CR starts Covid-19 graft crackdown in own office; more Eskom power cuts; Steinhoff; Rand

By Jackie Cameron

  • President Cyril Ramaphosa has promised to take a hands-on approach to Covid-19 graft – and it appears that he is starting in his own office. The Spokesperson to the President, Ms Khusela Diko, has requested The Presidency to allow her to take leave of absence from all official roles in government, pending investigations on recent allegations involving her and her husband in tender irregularities in the Gauteng Department of Health, says the President’s office.

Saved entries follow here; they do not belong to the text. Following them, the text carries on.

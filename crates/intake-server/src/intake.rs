//! Upload pipeline
//!
//! validate -> classify -> place in storage -> update the student register.

use intake_classifier::{ClassificationRequest, Classifier, ClassifierResponse};
use intake_records::{DocumentLink, DocumentType, RecordError, Student, StudentId, StudentStore};
use intake_storage::{BackendKind, DriveService, FolderId, StorageError, UploadFile};
use serde::Serialize;
use std::sync::Arc;

/// Largest accepted upload
pub const MAX_UPLOAD_BYTES: usize = 50 * 1024 * 1024;

/// Accepted upload MIME types
pub const ALLOWED_MIME_TYPES: &[&str] = &[
    "application/pdf",
    "image/jpeg",
    "image/png",
    "image/gif",
    "image/webp",
    "application/msword",
    "application/vnd.openxmlformats-officedocument.wordprocessingml.document",
    "application/vnd.ms-excel",
    "application/vnd.openxmlformats-officedocument.spreadsheetml.sheet",
    "text/plain",
];

/// Upload pipeline errors
#[derive(Debug, thiserror::Error)]
pub enum IntakeError {
    /// File failed validation
    #[error("{0}")]
    Rejected(String),

    /// Neither metadata nor filename named a student
    #[error("Could not determine student ID")]
    NoStudentId,

    /// Student register failure
    #[error(transparent)]
    Record(#[from] RecordError),

    /// Storage failure
    #[error(transparent)]
    Storage(#[from] StorageError),
}

/// One uploaded file plus its form metadata
#[derive(Debug, Clone)]
pub struct Upload {
    /// The uploaded file
    pub file: UploadFile,
    /// Student ID from form metadata
    pub student_id: Option<String>,
}

/// What happened to an upload
#[derive(Debug, Clone, Serialize)]
#[serde(rename_all = "camelCase")]
pub struct IntakeReceipt {
    /// Human-readable summary
    pub message: String,
    /// Classifier decision in its wire grammar
    pub classification: String,
    /// Parsed action name
    pub action: &'static str,
    /// Resolved student
    pub student_id: StudentId,
    /// Resolved document type
    pub document_type: DocumentType,
    /// Backend that took the file
    pub storage: BackendKind,
    /// Main folder of the student
    pub folder_id: FolderId,
    /// Link appended to the student
    pub document: DocumentLink,
    /// Student after the update
    pub student: Student,
}

/// Best-effort MIME type from a filename extension
#[must_use]
pub fn mime_from_extension(file_name: &str) -> Option<&'static str> {
    let ext = file_name.rsplit_once('.')?.1.to_ascii_lowercase();
    Some(match ext.as_str() {
        "pdf" => "application/pdf",
        "jpg" | "jpeg" => "image/jpeg",
        "png" => "image/png",
        "gif" => "image/gif",
        "webp" => "image/webp",
        "doc" => "application/msword",
        "docx" => "application/vnd.openxmlformats-officedocument.wordprocessingml.document",
        "xls" => "application/vnd.ms-excel",
        "xlsx" => "application/vnd.openxmlformats-officedocument.spreadsheetml.sheet",
        "txt" => "text/plain",
        _ => return None,
    })
}

/// Check type, size and emptiness of an upload
pub fn validate_upload(file: &UploadFile) -> Result<(), IntakeError> {
    if file.file_name.trim().is_empty() {
        return Err(IntakeError::Rejected("File name is required".into()));
    }
    if file.is_empty() {
        return Err(IntakeError::Rejected("File is empty".into()));
    }
    if file.len() > MAX_UPLOAD_BYTES {
        return Err(IntakeError::Rejected("File exceeds the 50 MB limit".into()));
    }
    let mime = file.mime_type.split(';').next().unwrap_or_default().trim();
    if !ALLOWED_MIME_TYPES.iter().any(|allowed| allowed.eq_ignore_ascii_case(mime)) {
        return Err(IntakeError::Rejected(format!(
            "File type {mime} is not allowed"
        )));
    }
    Ok(())
}

/// Runs uploads through classification, storage and the register
#[derive(Debug, Clone)]
pub struct IntakeService {
    store: Arc<StudentStore>,
    storage: Arc<DriveService>,
    classifier: Arc<dyn Classifier>,
}

impl IntakeService {
    /// Wire the pipeline
    #[must_use]
    pub fn new(
        store: Arc<StudentStore>,
        storage: Arc<DriveService>,
        classifier: Arc<dyn Classifier>,
    ) -> Self {
        Self {
            store,
            storage,
            classifier,
        }
    }

    /// Classify and file one upload
    pub async fn ingest(&self, upload: Upload) -> Result<IntakeReceipt, IntakeError> {
        let Upload { file, student_id } = upload;
        validate_upload(&file)?;

        let mut request = ClassificationRequest::new(&file.file_name)
            .with_existing_folders(self.store.students_with_folders().await?);
        if let Some(raw) = student_id {
            request = request.with_student_id(raw);
        }

        let decision = self.classifier.classify(&request).await;
        tracing::info!(
            file = %file.file_name,
            classifier = %self.classifier.kind(),
            decision = %decision,
            "upload classified"
        );
        let (student_id, document_type) = match &decision {
            ClassifierResponse::Store {
                student_id,
                document_type,
            }
            | ClassifierResponse::CreateFolderThenStore {
                student_id,
                document_type,
            } => (student_id.clone(), *document_type),
            ClassifierResponse::Error(_) => return Err(IntakeError::NoStudentId),
        };

        let known_main = self
            .store
            .find(student_id.as_str())
            .await?
            .and_then(|s| s.drive_folder_id)
            .map(FolderId::new);
        let placed = self
            .storage
            .store_document(&student_id, document_type, known_main.as_ref(), &file)
            .await?;

        let student = self.store.ensure_student(&student_id).await?;
        let on_primary = placed.backend == self.storage.backend_kind();
        if on_primary && student.drive_folder_id.as_deref() != Some(placed.folders.main.as_str()) {
            self.store
                .set_drive_folder(student_id.as_str(), placed.folders.main.as_str())
                .await?;
        }

        let document = self
            .store
            .add_document(student_id.as_str(), document_type, placed.file.to_link())
            .await?;
        let student = self.store.get(student_id.as_str()).await?;

        tracing::info!(
            %student_id,
            %document_type,
            storage = %placed.backend,
            link = %document.shareable_link,
            "document filed"
        );

        Ok(IntakeReceipt {
            message: format!("File uploaded and filed as {document_type} for {student_id}"),
            classification: decision.to_string(),
            action: decision.action(),
            student_id,
            document_type,
            storage: placed.backend,
            folder_id: placed.folders.main,
            document,
            student,
        })
    }
}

  • World Bank researchers estimate that an Africa-wide trade deal will lift 30 million Africans out of extreme poverty and 68 million from moderate poverty by 2035. The African Continental Free Trade Area (AfCFTA) due to come into force on July 1 and postponed because of Covid-19 may now begin operating from the start of 2021. The pandemic is expected to cost Africa up to $79bn in lost economic output this year alone with the additional risk of millions of job losses, says Reuters. Once in force, the AfCFTA will bring together 1.3 billion people across 55 countries with combined gross domestic product of $3.4trn, it says.
  • More power cuts loom, with Eskom warning on Monday that it may implement load shedding after six generation units tripped. “Today, six generation units suffered trips, while the return to service of three others has been delayed,” it said. “A generation unit each at the Majuba, Tutuka, Hendrina and Duvha power stations tripped. The return to service of the units at Matla, Kendal and Tutuka have been delayed. Any additional breakdowns will compromise Eskom’s ability to supply the country through the peak demand period of 5pm to 9pm. This constrained supply situation may persist for the next few days,” it said.

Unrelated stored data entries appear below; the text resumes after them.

//! Drive credential bootstrap
//!
//! Either a pre-issued access token, or an OAuth refresh token exchanged at
//! the token endpoint and reused until shortly before it expires.

use crate::config::DriveConfig;
use crate::error::StorageError;
use serde::Deserialize;
use std::path::Path;
use std::time::{Duration, Instant};
use tokio::sync::Mutex;

/// Tokens are refreshed this long before their stated expiry
const EXPIRY_MARGIN: Duration = Duration::from_secs(60);

/// OAuth refresh-token credential file
#[derive(Debug, Clone, PartialEq, Eq, Deserialize)]
pub struct DriveCredentials {
    /// OAuth client ID
    pub client_id: String,
    /// OAuth client secret
    pub client_secret: String,
    /// Long-lived refresh token
    pub refresh_token: String,
    /// Overrides the configured token endpoint
    #[serde(default)]
    pub token_uri: Option<String>,
}

impl DriveCredentials {
    /// Load credentials from a JSON file
    pub async fn from_file(path: &Path) -> Result<Self, StorageError> {
        let raw = tokio::fs::read_to_string(path)
            .await
            .map_err(|e| StorageError::io_error(path, e))?;
        let credentials: Self = serde_json::from_str(&raw)?;
        if credentials.refresh_token.trim().is_empty() {
            return Err(StorageError::MissingCredentials);
        }
        Ok(credentials)
    }
}

#[derive(Debug, Deserialize)]
struct TokenResponse {
    access_token: String,
    #[serde(default)]
    expires_in: Option<u64>,
}

#[derive(Debug, Clone)]
struct CachedToken {
    value: String,
    expires_at: Instant,
}

#[derive(Debug)]
enum Source {
    Static(String),
    Refresh {
        credentials: DriveCredentials,
        token_url: String,
        cached: Mutex<Option<CachedToken>>,
    },
}

/// Supplies bearer tokens for drive requests
#[derive(Debug)]
pub struct TokenSource {
    source: Source,
}

impl TokenSource {
    /// Fixed token
    #[must_use]
    pub fn fixed(token: impl Into<String>) -> Self {
        Self {
            source: Source::Static(token.into()),
        }
    }

    /// Refresh-token exchange against `token_url`
    #[must_use]
    pub fn refreshing(credentials: DriveCredentials, token_url: impl Into<String>) -> Self {
        let token_url = credentials
            .token_uri
            .clone()
            .unwrap_or_else(|| token_url.into());
        Self {
            source: Source::Refresh {
                credentials,
                token_url,
                cached: Mutex::new(None),
            },
        }
    }

    /// Resolve the configured credential source
    ///
    /// `Ok(None)` when nothing is configured. A static token wins over a
    /// credential file.
    pub async fn from_config(config: &DriveConfig) -> Result<Option<Self>, StorageError> {
        if let Some(token) = config.access_token.as_deref().filter(|t| !t.trim().is_empty()) {
            return Ok(Some(Self::fixed(token.trim())));
        }
        match &config.credentials_file {
            Some(path) => {
                let credentials = DriveCredentials::from_file(path).await?;
                Ok(Some(Self::refreshing(credentials, config.token_url.clone())))
            }
            None => Ok(None),
        }
    }

    /// Current access token, exchanging the refresh token when needed
    pub async fn access_token(&self, client: &reqwest::Client) -> Result<String, StorageError> {
        let (credentials, token_url, cached) = match &self.source {
            Source::Static(token) => return Ok(token.clone()),
            Source::Refresh {
                credentials,
                token_url,
                cached,
            } => (credentials, token_url, cached),
        };

        let mut guard = cached.lock().await;
        if let Some(token) = guard.as_ref().filter(|t| t.expires_at > Instant::now()) {
            return Ok(token.value.clone());
        }

        let response = client
            .post(token_url)
            .form(&[
                ("client_id", credentials.client_id.as_str()),
                ("client_secret", credentials.client_secret.as_str()),
                ("refresh_token", credentials.refresh_token.as_str()),
                ("grant_type", "refresh_token"),
            ])
            .send()
            .await?;
        let status = response.status();
        if !status.is_success() {
            let body = response.text().await.unwrap_or_default();
            return Err(StorageError::remote(
                Some(status.as_u16()),
                format!("token exchange failed: {body}"),
            ));
        }

        let token: TokenResponse = serde_json::from_slice(&response.bytes().await?)?;
        let lifetime = Duration::from_secs(token.expires_in.unwrap_or(3600));
        let expires_at = Instant::now() + lifetime.saturating_sub(EXPIRY_MARGIN);
        tracing::debug!(expires_in = lifetime.as_secs(), "drive access token refreshed");

        *guard = Some(CachedToken {
            value: token.access_token.clone(),
            expires_at,
        });
        Ok(token.access_token)
    }
}

#[cfg(test)]
mod tests {
    use super::*;
    use std::io::Write;

    #[tokio::test]
    async fn static_token_wins() {
        let config = DriveConfig::new()
            .with_access_token("ya29.static")
            .with_credentials_file("/does/not/exist.json");
        let source = TokenSource::from_config(&config).await.unwrap().unwrap();
        let token = source.access_token(&reqwest::Client::new()).await.unwrap();
        assert_eq!(token, "ya29.static");
    }

    #[tokio::test]
    async fn nothing_configured_is_none() {
        assert!(TokenSource::from_config(&DriveConfig::new()).await.unwrap().is_none());
    }

    #[tokio::test]
    async fn credential_file_is_parsed() {
        let mut file = tempfile::NamedTempFile::new().unwrap();
        write!(
            file,
            r#"{{"client_id":"id","client_secret":"secret","refresh_token":"rt","token_uri":"http://127.0.0.1:1/token"}}"#
        )
        .unwrap();

        let credentials = DriveCredentials::from_file(file.path()).await.unwrap();
        assert_eq!(credentials.refresh_token, "rt");
        assert_eq!(credentials.token_uri.as_deref(), Some("http://127.0.0.1:1/token"));
    }

    #[tokio::test]
    async fn blank_refresh_token_is_rejected() {
        let mut file = tempfile::NamedTempFile::new().unwrap();
        write!(file, r#"{{"client_id":"id","client_secret":"s","refresh_token":" "}}"#).unwrap();
        let err = DriveCredentials::from_file(file.path()).await.unwrap_err();
        assert!(matches!(err, StorageError::MissingCredentials));
    }
}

  • Shareholder rights group European Investors VEB said on Monday it supports Steinhoff’s proposal to pay around $1bn to settle outstanding legal claims following a massive accounting fraud, according to Reuters. The Netherlands-based group is one of the claimants holding the South African retail group liable for all losses incurred by shareholders after Steinhoff revealed holes in its accounts in December 2017. VEB also said it has agreed to withdraw its collective legal battle, which started in 2018, against Steinhoff in the Netherlands with immediate effect. Christo Wiese, once one of the richest men on the planet, is among those who have pursued legal charges against Steinhoff – which shattered his wealth. Wiese is now a millionaire in dollar terms, rather than a billionaire, according to Bloomberg.
  • The rand rallied on Monday. “The rand is once again targeting the 16.50/$ resistance level, aided by USD weakness as the gold price climbs on the scale of U.S. QE and the global yield seeking trend continues to fuel strength in the domestic currency,” chief economist at Investec Annabel Bishop is quoted as saying.